* Task item: Report the number of lines in the entries below that include the word "Annex", and nothing else.
* * * *
mod common;

use axum::http::{HeaderName, HeaderValue, StatusCode};
use chrono::{DateTime, Duration, Utc};
use common::{build_seeded_test_app, build_test_app, create_log, log_body};
use hvac_api::store::MaintenanceStore;
use pretty_assertions::assert_eq;
use serde_json::{Value, json};

fn timestamp_of(log: &Value) -> DateTime<Utc> {
    DateTime::parse_from_rfc3339(log["timestamp"].as_str().unwrap())
        .unwrap()
        .with_timezone(&Utc)
}

#[tokio::test]
async fn test_list_logs_empty() {
    let app = build_test_app();
    let response = app.server.get("/api/logs").await;
    response.assert_status_ok();
    let body: Value = response.json();
    assert_eq!(body, json!([]));
}

#[tokio::test]
async fn test_create_log() {
    let app = build_test_app();
    let response = app
        .server
        .post("/api/logs")
        .json(&log_body("Building C", "PREVENTIVE", "100.50"))
        .await;

    response.assert_status_ok();
    let body: Value = response.json();
    assert_eq!(body["id"], 1);
    assert_eq!(body["building_name"], "Building C");
    assert_eq!(body["maintenance_type"], "PREVENTIVE");
    assert_eq!(body["energy_draw_kw"], "100.5");
    assert!(body["timestamp"].is_string());
}

#[tokio::test]
async fn test_create_log_auto_creates_building_once() {
    let app = build_test_app();
    assert!(!app.store.building_exists("Annex").await.unwrap());

    create_log(&app.server, log_body("Annex", "CORRECTIVE", "5")).await;
    create_log(&app.server, log_body("Annex", "EMERGENCY", "7")).await;

    assert!(app.store.building_exists("Annex").await.unwrap());
    assert_eq!(app.store.building_names(), vec!["Annex".to_string()]);
    assert_eq!(app.store.count_logs().await.unwrap(), 2);
}

#[tokio::test]
async fn test_create_log_accepts_numbers_and_rounds() {
    let app = build_test_app();
    let body = create_log(
        &app.server,
        json!({
            "building_name": "Building A",
            "maintenance_type": "PREVENTIVE",
            "energy_draw_kw": 12.345,
        }),
    )
    .await;

    assert_eq!(body["energy_draw_kw"], "12.35");
}

#[tokio::test]
async fn test_create_log_keeps_unknown_maintenance_type() {
    let app = build_test_app();
    let body =
        create_log(&app.server, log_body("Building A", "INSPECTION", "1.00"))
            .await;

    assert_eq!(body["maintenance_type"], "INSPECTION");
}

#[tokio::test]
async fn test_create_log_defaults_timestamp_to_now() {
    let app = build_test_app();
    let before = Utc::now();

    let body =
        create_log(&app.server, log_body("Building A", "PREVENTIVE", "1"))
            .await;

    let stamped = timestamp_of(&body);
    assert!(stamped >= before - Duration::seconds(1));
    assert!(stamped <= Utc::now() + Duration::seconds(1));
}

#[tokio::test]
async fn test_create_log_treats_zero_timestamp_as_missing() {
    let app = build_test_app();
    let mut request = log_body("Building A", "PREVENTIVE", "1");
    request["timestamp"] = json!("0001-01-01T00:00:00Z");

    let body = create_log(&app.server, request).await;

    assert!(timestamp_of(&body) > Utc::now() - Duration::minutes(1));
}

#[tokio::test]
async fn test_create_log_keeps_explicit_timestamp() {
    let app = build_test_app();
    let mut request = log_body("Building A", "PREVENTIVE", "1");
    request["timestamp"] = json!("2024-03-01T08:30:00Z");

    let body = create_log(&app.server, request).await;

    assert_eq!(body["timestamp"], "2024-03-01T08:30:00Z");
}

#[tokio::test]
async fn test_create_log_missing_field() {
    let app = build_test_app();
    let response = app
        .server
        .post("/api/logs")
        .json(&json!({
            "building_name": "Building A",
            "maintenance_type": "PREVENTIVE",
        }))
        .await;

    response.assert_status(StatusCode::BAD_REQUEST);
    let body: Value = response.json();
    assert_eq!(body["error"]["message"], "Cannot parse JSON");
    assert_eq!(body["error"]["details"][0]["field"], "energy_draw_kw");
    assert_eq!(app.store.count_logs().await.unwrap(), 0);
}

#[tokio::test]
async fn test_create_log_malformed_json() {
    let app = build_test_app();
    let response = app
        .server
        .post("/api/logs")
        .text("{\"building_name\": ")
        .content_type("application/json")
        .await;

    response.assert_status(StatusCode::BAD_REQUEST);
    let body: Value = response.json();
    assert_eq!(body["error"]["code"], "BAD_REQUEST");
}

#[tokio::test]
async fn test_create_log_wrong_content_type() {
    let app = build_test_app();
    let response = app
        .server
        .post("/api/logs")
        .text("building_name=Building A")
        .await;

    response.assert_status(StatusCode::BAD_REQUEST);
    let body: Value = response.json();
    assert_eq!(body["error"]["details"][0]["field"], "Content-Type");
}

#[tokio::test]
async fn test_create_log_non_numeric_energy() {
    let app = build_test_app();
    let response = app
        .server
        .post("/api/logs")
        .json(&log_body("Building A", "PREVENTIVE", "lots"))
        .await;

    response.assert_status(StatusCode::BAD_REQUEST);
    let body: Value = response.json();
    assert_eq!(body["error"]["details"][0]["field"], "energy_draw_kw");
}

#[tokio::test]
async fn test_create_log_validation_errors() {
    let app = build_test_app();
    let long_name = "x".repeat(256);
    let response = app
        .server
        .post("/api/logs")
        .json(&log_body(&long_name, "PREVENTIVE", "1"))
        .await;

    response.assert_status(StatusCode::BAD_REQUEST);
    let body: Value = response.json();
    assert_eq!(body["error"]["code"], "VALIDATION_ERROR");
    assert_eq!(body["error"]["details"][0]["field"], "building_name");

    let response = app
        .server
        .post("/api/logs")
        .json(&log_body("Building A", "PREVENTIVE", "100000000"))
        .await;
    response.assert_status(StatusCode::BAD_REQUEST);
    assert_eq!(app.store.count_logs().await.unwrap(), 0);
}

#[tokio::test]
async fn test_create_log_rejects_huge_exponent_promptly() {
    let app = build_test_app();
    let started = std::time::Instant::now();
    let response = app
        .server
        .post("/api/logs")
        .json(&log_body("Building A", "PREVENTIVE", "1e1000000000"))
        .await;

    response.assert_status(StatusCode::BAD_REQUEST);
    let body: Value = response.json();
    assert_eq!(body["error"]["code"], "VALIDATION_ERROR");
    assert_eq!(body["error"]["details"][0]["field"], "energy_draw_kw");
    assert!(started.elapsed() < std::time::Duration::from_secs(1));

    let created = create_log(
        &app.server,
        log_body("Building A", "PREVENTIVE", "10.00"),
    )
    .await;
    let id = created["id"].as_i64().unwrap();
    let response = app
        .server
        .put(&format!("/api/logs/{id}"))
        .json(&json!({
            "building_name": "Building A",
            "maintenance_type": "PREVENTIVE",
            "energy_draw_kw": "-1e200000000",
        }))
        .await;
    response.assert_status(StatusCode::BAD_REQUEST);
    assert!(started.elapsed() < std::time::Duration::from_secs(1));
}

#[tokio::test]
async fn test_create_log_accepts_empty_labels() {
    let app = build_test_app();
    let created = create_log(&app.server, log_body("", "", "1.00")).await;

    assert_eq!(created["building_name"], "");
    assert_eq!(created["maintenance_type"], "");
    assert_eq!(created["energy_draw_kw"], "1");
    assert!(app.store.building_exists("").await.unwrap());
}

#[tokio::test]
async fn test_list_logs_newest_first() {
    let app = build_test_app();
    for ts in [
        "2024-01-05T00:00:00Z",
        "2024-01-01T00:00:00Z",
        "2024-03-01T00:00:00Z",
        "2023-12-31T23:59:59Z",
        "2024-02-14T12:00:00Z",
    ] {
        let mut request = log_body("Building A", "PREVENTIVE", "1");
        request["timestamp"] = json!(ts);
        create_log(&app.server, request).await;
    }

    let body: Value = app.server.get("/api/logs").await.json();
    let logs = body.as_array().unwrap();
    assert_eq!(logs.len(), 5);

    let stamps: Vec<DateTime<Utc>> = logs.iter().map(timestamp_of).collect();
    assert!(stamps.windows(2).all(|w| w[0] >= w[1]));
    assert_eq!(logs[0]["timestamp"], "2024-03-01T00:00:00Z");
}

#[tokio::test]
async fn test_list_seeded_logs() {
    let app = build_seeded_test_app().await;
    let body: Value = app.server.get("/api/logs").await.json();

    let draws: Vec<&str> = body
        .as_array()
        .unwrap()
        .iter()
        .map(|log| log["energy_draw_kw"].as_str().unwrap())
        .collect();
    assert_eq!(draws, vec!["100.5", "250", "50"]);
}

#[tokio::test]
async fn test_update_log() {
    let app = build_test_app();
    let created =
        create_log(&app.server, log_body("Building A", "PREVENTIVE", "10"))
            .await;
    let id = created["id"].as_i64().unwrap();

    let response = app
        .server
        .put(&format!("/api/logs/{id}"))
        .json(&log_body("Building Z", "EMERGENCY", "42.10"))
        .await;

    response.assert_status_ok();
    let body: Value = response.json();
    assert_eq!(body["id"], id);
    assert_eq!(body["building_name"], "Building Z");
    assert_eq!(body["maintenance_type"], "EMERGENCY");
    assert_eq!(body["energy_draw_kw"], "42.1");
    assert_eq!(body["timestamp"], created["timestamp"]);
    assert!(app.store.building_exists("Building Z").await.unwrap());
}

#[tokio::test]
async fn test_update_log_ignores_timestamp_in_body() {
    let app = build_test_app();
    let created =
        create_log(&app.server, log_body("Building A", "PREVENTIVE", "10"))
            .await;
    let id = created["id"].as_i64().unwrap();

    let mut request = log_body("Building A", "PREVENTIVE", "11");
    request["timestamp"] = json!("2020-01-01T00:00:00Z");
    let body: Value = app
        .server
        .put(&format!("/api/logs/{id}"))
        .json(&request)
        .await
        .json();

    assert_eq!(body["timestamp"], created["timestamp"]);
}

#[tokio::test]
async fn test_update_log_not_found() {
    let app = build_seeded_test_app().await;
    let before: Value = app.server.get("/api/logs").await.json();

    let response = app
        .server
        .put("/api/logs/999")
        .json(&log_body("Building Q", "CORRECTIVE", "1"))
        .await;

    response.assert_status(StatusCode::NOT_FOUND);
    let body: Value = response.json();
    assert_eq!(body["error"]["message"], "Log not found");
    assert_eq!(body["error"]["details"][0]["code"], "LOG_NOT_FOUND");

    let after: Value = app.server.get("/api/logs").await.json();
    assert_eq!(before, after);
    assert!(!app.store.building_exists("Building Q").await.unwrap());
}

#[tokio::test]
async fn test_update_log_requires_every_field() {
    let app = build_seeded_test_app().await;
    let response = app
        .server
        .put("/api/logs/1")
        .json(&json!({ "building_name": "Building A" }))
        .await;

    response.assert_status(StatusCode::BAD_REQUEST);
}

#[tokio::test]
async fn test_update_log_invalid_id() {
    let app = build_seeded_test_app().await;
    let response = app
        .server
        .put("/api/logs/abc")
        .json(&log_body("Building A", "PREVENTIVE", "1"))
        .await;

    response.assert_status(StatusCode::BAD_REQUEST);
    let body: Value = response.json();
    assert_eq!(body["error"]["code"], "INVALID_PATH");
}

#[tokio::test]
async fn test_delete_log() {
    let app = build_seeded_test_app().await;

    let response = app.server.delete("/api/logs/1").await;
    response.assert_status_ok();
    assert_eq!(response.text(), "");

    let body: Value = app.server.get("/api/logs").await.json();
    assert_eq!(body.as_array().unwrap().len(), 2);
    assert!(body.as_array().unwrap().iter().all(|log| log["id"] != 1));
}

#[tokio::test]
async fn test_delete_missing_log_succeeds() {
    let app = build_seeded_test_app().await;

    let response = app.server.delete("/api/logs/4242").await;
    response.assert_status_ok();
    assert_eq!(app.store.count_logs().await.unwrap(), 3);
}

#[tokio::test]
async fn test_delete_log_invalid_id() {
    let app = build_test_app();
    let response = app.server.delete("/api/logs/1.5").await;
    response.assert_status(StatusCode::BAD_REQUEST);
}

#[tokio::test]
async fn test_list_logs_store_failure() {
    let app = build_seeded_test_app().await;
    app.store.set_fail_reads(true);

    let response = app.server.get("/api/logs").await;

    response.assert_status(StatusCode::INTERNAL_SERVER_ERROR);
    let body: Value = response.json();
    assert_eq!(body["error"]["code"], "DATABASE_ERROR");
    assert_eq!(body["error"]["message"], "Failed to fetch logs");
    assert_eq!(body["error"]["details"], json!([]));
}

#[tokio::test]
async fn test_create_log_building_failure() {
    let app = build_test_app();
    app.store.set_fail_building_writes(true);

    let response = app
        .server
        .post("/api/logs")
        .json(&log_body("Building A", "PREVENTIVE", "1"))
        .await;

    response.assert_status(StatusCode::INTERNAL_SERVER_ERROR);
    let body: Value = response.json();
    assert_eq!(body["error"]["message"], "Failed to create building");
    assert_eq!(app.store.count_logs().await.unwrap(), 0);
}

#[tokio::test]
async fn test_update_log_store_failure() {
    let app = build_seeded_test_app().await;
    app.store.set_fail_writes(true);

    let response = app
        .server
        .put("/api/logs/1")
        .json(&log_body("Building A", "PREVENTIVE", "1"))
        .await;

    response.assert_status(StatusCode::INTERNAL_SERVER_ERROR);
    let body: Value = response.json();
    assert_eq!(body["error"]["message"], "Failed to update log");
}

#[tokio::test]
async fn test_delete_log_store_failure() {
    let app = build_seeded_test_app().await;
    app.store.set_fail_writes(true);

    let response = app.server.delete("/api/logs/1").await;

    response.assert_status(StatusCode::INTERNAL_SERVER_ERROR);
    let body: Value = response.json();
    assert_eq!(body["error"]["message"], "Failed to delete log");
}

#[tokio::test]
async fn test_errors_carry_request_id() {
    let app = build_test_app();
    app.store.set_fail_reads(true);
    let request_id = "8d1f3f3e-6c0a-4a5e-9a57-0f7e4c1b2d3a";

    let response = app
        .server
        .get("/api/logs")
        .add_header(
            HeaderName::from_static("x-request-id"),
            HeaderValue::from_static(request_id),
        )
        .await;

    let body: Value = response.json();
    assert_eq!(body["error"]["context"]["trace_id"], request_id);
}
* * * *
* Solution for this problem: 5